Sen. Dianne Feinstein (D-Calif.) has been locked in negotiations with her upper and lower chamber colleagues, as well as the state government and federal agencies, for more than a year in search of ways to legislatively deliver more water to the desperate central and southern portions of her state without devastating endangered fish populations.
But even as those battles take place behind closed doors, some lawmakers from across the West are taking California's plight as a warning that the region's parched conditions are not just temporary weather but a long-term challenge that must be met head-on.
Drought conditions have now spread to encompass roughly the entire Western third of the United States. A warm, snowless winter has left the normally soggy Pacific Northwest low on water, and New Mexico is years into painfully parched conditions.
In California, where the drought is stretching into a fourth year, the Sierra Nevada registered no snow on its network of automated sensors last week, meaning mountain streams that feed key state and federal reservoirs will be starved of their normal supply of runoff this summer.

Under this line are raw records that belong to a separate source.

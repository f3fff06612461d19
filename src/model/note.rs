use std::fmt;

use serde::de::{self, Deserializer, SeqAccess, Visitor};
use serde::{Deserialize, Serialize, Serializer};

/// Opaque note identifier assigned by the backend.
///
/// Backends disagree on whether ids are strings or numbers, so both are
/// accepted on the wire and normalized to their string form.
#[derive(Debug, Clone, PartialEq, Eq, Hash, PartialOrd, Ord)]
pub struct NoteId(String);

impl NoteId {
    pub fn new(id: impl Into<String>) -> Self {
        NoteId(id.into())
    }

    pub fn as_str(&self) -> &str {
        &self.0
    }
}

impl fmt::Display for NoteId {
    fn fmt(&self, f: &mut fmt::Formatter<'_>) -> fmt::Result {
        f.write_str(&self.0)
    }
}

impl From<&str> for NoteId {
    fn from(s: &str) -> Self {
        NoteId(s.to_string())
    }
}

impl Serialize for NoteId {
    fn serialize<S: Serializer>(&self, serializer: S) -> Result<S::Ok, S::Error> {
        serializer.serialize_str(&self.0)
    }
}

impl<'de> Deserialize<'de> for NoteId {
    fn deserialize<D: Deserializer<'de>>(deserializer: D) -> Result<Self, D::Error> {
        struct IdVisitor;

        impl Visitor<'_> for IdVisitor {
            type Value = NoteId;

            fn expecting(&self, f: &mut fmt::Formatter<'_>) -> fmt::Result {
                f.write_str("a note id string or number")
            }

            fn visit_str<E: de::Error>(self, v: &str) -> Result<NoteId, E> {
                Ok(NoteId(v.to_string()))
            }

            fn visit_u64<E: de::Error>(self, v: u64) -> Result<NoteId, E> {
                Ok(NoteId(v.to_string()))
            }

            fn visit_i64<E: de::Error>(self, v: i64) -> Result<NoteId, E> {
                Ok(NoteId(v.to_string()))
            }
        }

        deserializer.deserialize_any(IdVisitor)
    }
}

/// One row of the title list: display title plus the note it opens.
///
/// On the wire this is a two-element array `[title, id]`.
#[derive(Debug, Clone, PartialEq, Eq)]
pub struct TitleEntry {
    pub title: String,
    pub id: NoteId,
}

impl TitleEntry {
    pub fn new(title: impl Into<String>, id: impl Into<String>) -> Self {
        TitleEntry {
            title: title.into(),
            id: NoteId::new(id),
        }
    }
}

impl Serialize for TitleEntry {
    fn serialize<S: Serializer>(&self, serializer: S) -> Result<S::Ok, S::Error> {
        (&self.title, &self.id).serialize(serializer)
    }
}

impl<'de> Deserialize<'de> for TitleEntry {
    fn deserialize<D: Deserializer<'de>>(deserializer: D) -> Result<Self, D::Error> {
        struct PairVisitor;

        impl<'de> Visitor<'de> for PairVisitor {
            type Value = TitleEntry;

            fn expecting(&self, f: &mut fmt::Formatter<'_>) -> fmt::Result {
                f.write_str("a [title, id] pair")
            }

            fn visit_seq<A: SeqAccess<'de>>(self, mut seq: A) -> Result<TitleEntry, A::Error> {
                let title: String = seq
                    .next_element()?
                    .ok_or_else(|| de::Error::invalid_length(0, &self))?;
                let id: NoteId = seq
                    .next_element()?
                    .ok_or_else(|| de::Error::invalid_length(1, &self))?;
                if seq.next_element::<de::IgnoredAny>()?.is_some() {
                    return Err(de::Error::invalid_length(3, &self));
                }
                Ok(TitleEntry { title, id })
            }
        }

        deserializer.deserialize_seq(PairVisitor)
    }
}

/// Note content as returned by `note/get/{id}`. Body is in storage form.
#[derive(Debug, Clone, PartialEq, Eq, Default, Serialize, Deserialize)]
pub struct NoteContent {
    #[serde(rename = "Title", alias = "title", default)]
    pub title: String,
    #[serde(rename = "Body", alias = "body", default)]
    pub body: String,
}

/// Payload for `note/save`. An absent id asks the backend to create the note.
#[derive(Debug, Clone, PartialEq, Eq, Serialize)]
pub struct NoteDraft {
    #[serde(rename = "Id", serialize_with = "serialize_optional_id")]
    pub id: Option<NoteId>,
    #[serde(rename = "Title")]
    pub title: String,
    #[serde(rename = "Body")]
    pub body: String,
    /// Derived from hashtags in `body`; never edited on its own.
    #[serde(rename = "Tags")]
    pub tags: Vec<String>,
}

impl NoteDraft {
    pub fn is_new(&self) -> bool {
        self.id.is_none()
    }
}

// Backends treat an empty Id as "create", so None goes out as "".
fn serialize_optional_id<S: Serializer>(id: &Option<NoteId>, s: S) -> Result<S::Ok, S::Error> {
    match id {
        Some(id) => s.serialize_str(id.as_str()),
        None => s.serialize_str(""),
    }
}

/// A tag as shown in the tag pane.
#[derive(Debug, Clone, PartialEq, Eq)]
pub struct TagView {
    pub name: String,
    /// Notes carrying this tag within the active filter
    pub count: u64,
    /// Whether adding this tag to the selection still matches a note
    pub related: bool,
}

Tomorrow, the full Senate Energy and Natural Resources Committee will place the situation front and center, hearing about not just conditions on the ground but also opportunities for improving them.
To be sure, there are plenty of ideas, from market-oriented approaches like water banking, to construction of more reservoirs for storage, to finding ways of offering flexibility within the Endangered Species Act's protections, to efficiency measures that conserve water.
Tomorrow's hearing will lay the groundwork for a West-wide drought bill that could come from ENR Chairwoman Lisa Murkowski (R-Alaska) and others later this year (E&E Daily, May 21).
Among those testifying tomorrow will be Deputy Interior Secretary Mike Connor, who has spent his career grappling with the West's technically and politically fraught water issues.
In addition to responding to the immediate crises in California and elsewhere, Connor's department is helping the key players in river basins across the West better understand their circumstances and plan for the future. The Colorado River Basin, which faces a major gap between supply and demand in the coming years, is furthest along in that "basin study" process and recently completed a closer look at what can be done within the two largest areas of water use -- agriculture and municipal use.
The conclusion there, though, was the same one lawmakers will face in any attempt at legislation: There are no silver bullets, and few, if any, of the opportunities that do exist are cheap (Greenwire, May 13).
Schedule: The hearing is Tuesday, June 2, at 10 a.m. in 366 Dirksen.
Witnesses: Mike Connor, deputy Interior secretary; Thomas Buschatzke, director of the Arizona Department of Water Resources; Tom Loranger, water resources program manager for the Washington State Department of Ecology; Betsy Cody, natural resources policy specialist for the Congressional Research Service; Cannon Michael, president of Bowles Farming Co., on behalf of the Family Farm Alliance; and James Ogsbury, executive director of the Western Governors' Association.